**RECORDS PROVIDED:**

##############################

//! Record types produced by the scraping engine
//!
//! `NumberRecord` is what the listing page yields and what the registry
//! persists; `MessageRecord` is ephemeral, scoped to one retrieval.

use chrono::Local;
use serde::{Deserialize, Serialize};

/// A disposable phone number offered by the external service
#[derive(Debug, Clone, PartialEq, Eq, Serialize, Deserialize)]
pub struct NumberRecord {
    /// Country the number belongs to, as displayed on the listing page
    pub country: String,

    /// The phone number, digits with a leading "+"
    pub number: String,

    /// Wall-clock time the record was extracted
    pub created_at: String,
}

/// One SMS message addressed to a number
#[derive(Debug, Clone, PartialEq, Eq, Serialize, Deserialize)]
pub struct MessageRecord {
    /// Message text
    pub body: String,

    /// Timestamp column as rendered by the service
    pub created_at: String,

    /// Sender shown in the message table
    pub originator: String,
}

/// Timestamp stamped onto freshly extracted number records.
///
/// Format matches what the registry has always stored,
/// e.g. `2024-01-01 00:00:00 Monday`.
pub fn claim_timestamp() -> String {
    Local::now().format("%Y-%m-%d %H:%M:%S %A").to_string()
}
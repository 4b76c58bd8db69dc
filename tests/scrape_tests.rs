//! Integration tests for the scraping engine
//!
//! These tests use wiremock to stand in for the external service and
//! exercise the full fetch-and-extract cycle, including the two-step
//! session-cookie dance.

use fake_sms::{FakeSmsError, Scraper};
use url::Url;
use wiremock::matchers::{header, method, path};
use wiremock::{Mock, MockServer, ResponseTemplate};

const LISTING_HTML: &str = r#"<html><body>
<div class="number-boxes">
  <div class="number-boxes-item d-flex flex-column">
    <div class="row"><h4>+15551234567</h4><h5>United States</h5></div>
  </div>
  <div class="number-boxes-item d-flex flex-column">
    <div class="row"><h4>+447700900000</h4><h5>United Kingdom</h5></div>
  </div>
  <div class="number-boxes-item d-flex flex-column">
    <div class="row"><h5>No number here</h5></div>
  </div>
</div>
</body></html>"#;

const MESSAGES_HTML: &str = r#"<html><body>
<table><tbody>
  <tr><td>Acme</td><td>Your code is <b>123456</b></td><td>2 minutes ago</td></tr>
  <tr><td>short row</td><td>skipped</td></tr>
  <tr><td>+15559999999</td><td>hello there</td><td>1 hour ago</td></tr>
</tbody></table>
</body></html>"#;

async fn scraper_for(server: &MockServer) -> Scraper {
    let base = Url::parse(&server.uri()).expect("mock server URI should parse");
    Scraper::with_base(base).expect("scraper should build")
}

#[tokio::test]
async fn test_list_available_numbers() {
    let server = MockServer::start().await;

    Mock::given(method("GET"))
        .and(path("/"))
        .respond_with(ResponseTemplate::new(200).set_body_string(LISTING_HTML))
        .mount(&server)
        .await;

    let scraper = scraper_for(&server).await;
    let numbers = scraper.list_available_numbers().await.unwrap();

    // two complete items, the third lacks an h4 and is skipped
    assert_eq!(numbers.len(), 2);
    assert_eq!(numbers[0].number, "+15551234567");
    assert_eq!(numbers[0].country, "United States");
    assert_eq!(numbers[1].number, "+447700900000");
}

#[tokio::test]
async fn test_list_available_numbers_layout_change_is_fatal() {
    let server = MockServer::start().await;

    Mock::given(method("GET"))
        .and(path("/"))
        .respond_with(ResponseTemplate::new(200).set_body_string("<html><body>redesigned</body></html>"))
        .mount(&server)
        .await;

    let scraper = scraper_for(&server).await;
    let err = scraper.list_available_numbers().await.unwrap_err();
    assert!(matches!(err, FakeSmsError::Extraction(_)));
}

#[tokio::test]
async fn test_list_available_numbers_http_error_is_fatal() {
    let server = MockServer::start().await;

    Mock::given(method("GET"))
        .and(path("/"))
        .respond_with(ResponseTemplate::new(503))
        .mount(&server)
        .await;

    let scraper = scraper_for(&server).await;
    let err = scraper.list_available_numbers().await.unwrap_err();
    assert!(matches!(err, FakeSmsError::Status { status: 503, .. }));
}

#[tokio::test]
async fn test_list_messages_forwards_session_cookie() {
    let server = MockServer::start().await;

    // listing page issues the session cookie
    Mock::given(method("GET"))
        .and(path("/"))
        .respond_with(
            ResponseTemplate::new(200)
                .insert_header("set-cookie", "__cfduid=abc123; Path=/")
                .set_body_string(LISTING_HTML),
        )
        .mount(&server)
        .await;

    // per-number page only answers when the cookie comes back
    Mock::given(method("GET"))
        .and(path("/sms/15551234567/"))
        .and(header("cookie", "__cfduid=abc123"))
        .respond_with(ResponseTemplate::new(200).set_body_string(MESSAGES_HTML))
        .mount(&server)
        .await;

    let scraper = scraper_for(&server).await;
    let messages = scraper.list_messages_for("+15551234567").await.unwrap();

    assert_eq!(messages.len(), 2);
    assert_eq!(messages[0].originator, "Acme");
    assert_eq!(messages[0].body, "Your code is 123456");
    assert_eq!(messages[0].created_at, "2 minutes ago");
    assert_eq!(messages[1].originator, "+15559999999");
}

#[tokio::test]
async fn test_list_messages_proceeds_without_cookie() {
    let server = MockServer::start().await;

    // no set-cookie on the listing page; the per-number request is still
    // made, presenting an empty cookie value
    Mock::given(method("GET"))
        .and(path("/"))
        .respond_with(ResponseTemplate::new(200).set_body_string(LISTING_HTML))
        .mount(&server)
        .await;

    Mock::given(method("GET"))
        .and(path("/sms/15551234567/"))
        .and(header("cookie", "__cfduid="))
        .respond_with(ResponseTemplate::new(200).set_body_string(MESSAGES_HTML))
        .mount(&server)
        .await;

    let scraper = scraper_for(&server).await;
    let messages = scraper.list_messages_for("+15551234567").await.unwrap();
    assert_eq!(messages.len(), 2);
}

#[tokio::test]
async fn test_list_messages_missing_table_is_fatal() {
    let server = MockServer::start().await;

    Mock::given(method("GET"))
        .and(path("/"))
        .respond_with(ResponseTemplate::new(200).set_body_string(LISTING_HTML))
        .mount(&server)
        .await;

    Mock::given(method("GET"))
        .and(path("/sms/15551234567/"))
        .respond_with(ResponseTemplate::new(200).set_body_string("<html><body>nope</body></html>"))
        .mount(&server)
        .await;

    let scraper = scraper_for(&server).await;
    let err = scraper.list_messages_for("+15551234567").await.unwrap_err();
    assert!(matches!(err, FakeSmsError::Extraction(_)));
}
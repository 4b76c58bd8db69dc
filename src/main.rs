//! Fake-SMS command-line interface
//!
//! All user interaction lives here: subcommand dispatch, terminal
//! rendering, the optional regex filter over retrieved messages, and the
//! per-retrieval export file. The scraping engine and the registry store
//! are consumed strictly through their library API.

use anyhow::{bail, Context};
use clap::{Parser, Subcommand};
use fake_sms::records::MessageRecord;
use fake_sms::{RegistryStore, Scraper};
use regex::Regex;
use tracing_subscriber::EnvFilter;

/// Fake-SMS: disposable phone numbers and their messages
#[derive(Parser, Debug)]
#[command(name = "fake-sms")]
#[command(version)]
#[command(about = "Claim disposable phone numbers and read their SMS messages", long_about = None)]
struct Cli {
    #[command(subcommand)]
    command: Command,

    /// Increase logging verbosity (-v, -vv)
    #[arg(short, long, global = true, action = clap::ArgAction::Count)]
    verbose: u8,

    /// Suppress non-error output
    #[arg(short, long, global = true, conflicts_with = "verbose")]
    quiet: bool,
}

#[derive(Subcommand, Debug)]
enum Command {
    /// List the numbers currently available on the service
    Available,

    /// Claim an available number and save it to the registry
    Claim {
        /// Position in the `available` listing
        index: usize,
    },

    /// List the numbers in the local registry
    List,

    /// Remove a number from the registry
    Remove {
        /// Position in the `list` output
        index: usize,
    },

    /// Fetch the messages addressed to a claimed number
    Messages {
        /// Position in the `list` output
        index: usize,

        /// Only show messages whose body matches this regular expression
        #[arg(long)]
        filter: Option<String>,

        /// Write the messages to <number>.json in the current directory
        #[arg(long)]
        save: bool,
    },
}

#[tokio::main]
async fn main() -> anyhow::Result<()> {
    let cli = Cli::parse();

    setup_logging(cli.verbose, cli.quiet);

    // Resolve the storage directory once; the store never reads the
    // environment itself.
    let db_dir = fake_sms::config::resolve_db_dir()?;
    let store = RegistryStore::new(db_dir);
    store.ensure_store()?;

    match cli.command {
        Command::Available => handle_available().await,
        Command::Claim { index } => handle_claim(&store, index).await,
        Command::List => handle_list(&store),
        Command::Remove { index } => handle_remove(&store, index),
        Command::Messages {
            index,
            filter,
            save,
        } => handle_messages(&store, index, filter.as_deref(), save).await,
    }
}

/// Sets up the tracing subscriber based on verbosity level
fn setup_logging(verbose: u8, quiet: bool) {
    let filter = if quiet {
        EnvFilter::new("error")
    } else {
        match verbose {
            0 => EnvFilter::new("fake_sms=info,warn"),
            1 => EnvFilter::new("fake_sms=debug,info"),
            _ => EnvFilter::new("trace"),
        }
    };

    tracing_subscriber::fmt()
        .with_env_filter(filter)
        .with_target(false)
        .with_thread_ids(false)
        .with_file(false)
        .init();
}

/// Handles `available`: scrape the listing and print it, indexed
async fn handle_available() -> anyhow::Result<()> {
    let scraper = Scraper::new()?;
    let numbers = scraper.list_available_numbers().await?;

    if numbers.is_empty() {
        println!("No new numbers available right now");
        return Ok(());
    }

    for (idx, number) in numbers.iter().enumerate() {
        println!("{:>3}  {} ({})", idx, number.number, number.country);
    }

    Ok(())
}

/// Handles `claim`: scrape the listing and persist the chosen candidate
async fn handle_claim(store: &RegistryStore, index: usize) -> anyhow::Result<()> {
    let scraper = Scraper::new()?;
    let numbers = scraper.list_available_numbers().await?;

    if numbers.is_empty() {
        bail!("no numbers available right now");
    }

    let Some(selected) = numbers.get(index) else {
        bail!(
            "index {} out of range: {} numbers available",
            index,
            numbers.len()
        );
    };

    store.append(selected)?;
    println!("Claimed {} ({})", selected.number, selected.country);

    Ok(())
}

/// Handles `list`: print the registry as a table
fn handle_list(store: &RegistryStore) -> anyhow::Result<()> {
    let numbers = store.read_all()?;

    println!("Idx  Country\t\tNumber\t\tCreated At");
    println!("=======================================================================");
    for (idx, number) in numbers.iter().enumerate() {
        println!(
            "{:>3}  {}\t\t{}\t\t{}",
            idx, number.country, number.number, number.created_at
        );
    }

    Ok(())
}

/// Handles `remove`: delete-by-position from the registry
fn handle_remove(store: &RegistryStore, index: usize) -> anyhow::Result<()> {
    let removed = store.delete_at(index)?;
    println!("Removed {} ({})", removed.number, removed.country);

    Ok(())
}

/// Handles `messages`: fetch, optionally filter, render, optionally export
async fn handle_messages(
    store: &RegistryStore,
    index: usize,
    filter: Option<&str>,
    save: bool,
) -> anyhow::Result<()> {
    let numbers = store.read_all()?;
    let Some(selected) = numbers.get(index) else {
        bail!(
            "index {} out of range: registry holds {} numbers",
            index,
            numbers.len()
        );
    };

    let scraper = Scraper::new()?;
    let mut messages = scraper.list_messages_for(&selected.number).await?;

    if let Some(pattern) = filter {
        let re = Regex::new(pattern).context("invalid filter regular expression")?;
        messages = filter_messages(messages, &re);
    }

    println!("===========================================");
    for message in &messages {
        println!("Sender : {}, at : {}", message.originator, message.created_at);
        println!("Body : {}", message.body);
        println!("===========================================");
    }

    if save {
        let file_name = format!("{}.json", selected.number);
        let data = serde_json::to_vec_pretty(&messages)?;
        std::fs::write(&file_name, data)
            .with_context(|| format!("failed to save {file_name}"))?;
        println!("Saved to {file_name}");
    }

    Ok(())
}

/// Keeps the messages whose body matches `re`.
fn filter_messages(messages: Vec<MessageRecord>, re: &Regex) -> Vec<MessageRecord> {
    messages
        .into_iter()
        .filter(|m| re.is_match(&m.body))
        .collect()
}
//! Scraping engine for the receive-smss.com service
//!
//! This module contains the whole scraping pipeline:
//! - HTTP fetching with session-cookie capture and replay
//! - HTML extraction of number listings and message tables
//! - Orchestration of the two-step cookie dance

mod extractor;
mod fetcher;
mod orchestrator;

pub use extractor::{
    extract_available_numbers, extract_messages, ExtractError, PageExtractor,
    ReceiveSmssExtractor,
};
pub use fetcher::{build_http_client, fetch, fetch_capture_cookie, fetch_with_cookie};
pub use orchestrator::{Scraper, PAGE_URL, SESSION_COOKIE};
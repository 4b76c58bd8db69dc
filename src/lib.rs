//! Fake-SMS: disposable phone numbers from receive-smss.com
//!
//! This crate scrapes the list of currently available disposable numbers,
//! keeps a local JSON registry of the numbers the user has claimed, and
//! retrieves the SMS messages addressed to a claimed number.

pub mod config;
pub mod records;
pub mod scraper;
pub mod store;

use thiserror::Error;

/// Main error type for fake-sms operations
#[derive(Debug, Error)]
pub enum FakeSmsError {
    #[error("Configuration error: {0}")]
    Config(#[from] ConfigError),

    #[error("HTTP error for {url}: {source}")]
    Http { url: String, source: reqwest::Error },

    #[error("HTTP status {status} for {url}")]
    Status { url: String, status: u16 },

    #[error("Extraction error: {0}")]
    Extraction(#[from] scraper::ExtractError),

    #[error("Storage error: {0}")]
    Storage(#[from] store::StoreError),

    #[error("URL parse error: {0}")]
    UrlParse(#[from] url::ParseError),

    #[error("HTTP client error: {0}")]
    Reqwest(#[from] reqwest::Error),

    #[error("IO error: {0}")]
    Io(#[from] std::io::Error),
}

/// Configuration-specific errors
#[derive(Debug, Error)]
pub enum ConfigError {
    #[error("neither FAKE_SMS_DB_DIR nor HOME is set; cannot locate the registry")]
    NoDatabaseDir,
}

/// Result type alias for fake-sms operations
pub type Result<T> = std::result::Result<T, FakeSmsError>;

// Re-export commonly used types
pub use records::{MessageRecord, NumberRecord};
pub use scraper::{PageExtractor, ReceiveSmssExtractor, Scraper};
pub use store::RegistryStore;
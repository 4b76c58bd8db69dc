//! Scrape orchestration
//!
//! Sequences fetching and extraction. Listing numbers is a single
//! fetch+extract; listing messages is the two-step cookie dance: hit the
//! listing page to obtain the session cookie, then hit the per-number
//! endpoint presenting it. The listing page is re-fetched on every
//! message lookup rather than caching the cookie, trading one extra
//! request for statelessness.

use crate::records::{MessageRecord, NumberRecord};
use crate::scraper::extractor::{PageExtractor, ReceiveSmssExtractor};
use crate::scraper::fetcher::{build_http_client, fetch, fetch_capture_cookie, fetch_with_cookie};
use crate::Result;
use reqwest::Client;
use scraper::Html;
use url::Url;

/// Listing page of the external service
pub const PAGE_URL: &str = "https://receive-smss.com/";

/// Cookie the service issues on the listing page and expects back on
/// per-number pages
pub const SESSION_COOKIE: &str = "__cfduid";

/// Drives the fetcher and extractor against one service instance
pub struct Scraper<E: PageExtractor = ReceiveSmssExtractor> {
    client: Client,
    base: Url,
    extractor: E,
}

impl Scraper<ReceiveSmssExtractor> {
    /// Creates a scraper against the live service.
    pub fn new() -> Result<Self> {
        Self::with_base(Url::parse(PAGE_URL)?)
    }

    /// Creates a scraper against an arbitrary base URL.
    ///
    /// Used by tests to point at a mock server.
    pub fn with_base(base: Url) -> Result<Self> {
        Ok(Self {
            client: build_http_client()?,
            base,
            extractor: ReceiveSmssExtractor,
        })
    }
}

impl<E: PageExtractor> Scraper<E> {
    /// Creates a scraper with a custom extraction strategy.
    pub fn with_extractor(base: Url, extractor: E) -> Result<Self> {
        Ok(Self {
            client: build_http_client()?,
            base,
            extractor,
        })
    }

    /// Fetches the listing page and extracts the available numbers.
    pub async fn list_available_numbers(&self) -> Result<Vec<NumberRecord>> {
        tracing::info!("fetching number listing from {}", self.base);
        let body = fetch(&self.client, self.base.as_str()).await?;

        let doc = Html::parse_document(&body);
        let numbers = self.extractor.available_numbers(&doc)?;
        Ok(numbers)
    }

    /// Fetches the messages addressed to `number`.
    ///
    /// Steps are strictly sequential: the per-number endpoint is only
    /// valid with the session cookie captured from the listing page. An
    /// absent cookie is forwarded as an empty value; the service decides
    /// whether that gets an empty page or an error page.
    pub async fn list_messages_for(&self, number: &str) -> Result<Vec<MessageRecord>> {
        tracing::info!("establishing session for {}", number);
        let (_, cookie) =
            fetch_capture_cookie(&self.client, self.base.as_str(), SESSION_COOKIE).await?;

        let endpoint = self.message_url(number)?;
        tracing::info!("fetching messages from {}", endpoint);
        let body = fetch_with_cookie(&self.client, endpoint.as_str(), SESSION_COOKIE, &cookie)
            .await?;

        let doc = Html::parse_document(&body);
        let messages = self.extractor.messages(&doc)?;
        Ok(messages)
    }

    /// Per-number endpoint: `<base>/sms/<number-without-plus>/`.
    fn message_url(&self, number: &str) -> Result<Url> {
        let bare = number.replace('+', "");
        Ok(self.base.join(&format!("sms/{bare}/"))?)
    }
}

#[cfg(test)]
mod tests {
    use super::*;

    #[test]
    fn test_message_url_strips_plus() {
        let scraper = Scraper::with_base(Url::parse("https://example.com/").unwrap()).unwrap();
        let url = scraper.message_url("+15551234567").unwrap();
        assert_eq!(url.as_str(), "https://example.com/sms/15551234567/");
    }

    #[test]
    fn test_message_url_without_plus() {
        let scraper = Scraper::with_base(Url::parse("https://example.com/").unwrap()).unwrap();
        let url = scraper.message_url("15551234567").unwrap();
        assert_eq!(url.as_str(), "https://example.com/sms/15551234567/");
    }

    // Network behavior is covered with wiremock in tests/scrape_tests.rs
}
//! Local registry of claimed numbers
//!
//! A single JSON file holding the ordered list of numbers the user has
//! claimed. Single-process, sequential-use; every mutation is a full
//! read-modify-write of the file.

mod registry;

pub use registry::{RegistryStore, StoreError, DB_FILE_NAME};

##############################

**DESCRIPTION OF THE TASK:**
"pub struct NumberRecord" marks the last line to print; print everything from the first line of the data through that line, unchanged, and nothing more.

**EXERCISE RESPONSE:**
//! Record types produced by the scraping engine
//!
//! `NumberRecord` is what the listing page yields and what the registry
//! persists; `MessageRecord` is ephemeral, scoped to one retrieval.

use chrono::Local;
use serde::{Deserialize, Serialize};

/// A disposable phone number offered by the external service
#[derive(Debug, Clone, PartialEq, Eq, Serialize, Deserialize)]
pub struct NumberRecord {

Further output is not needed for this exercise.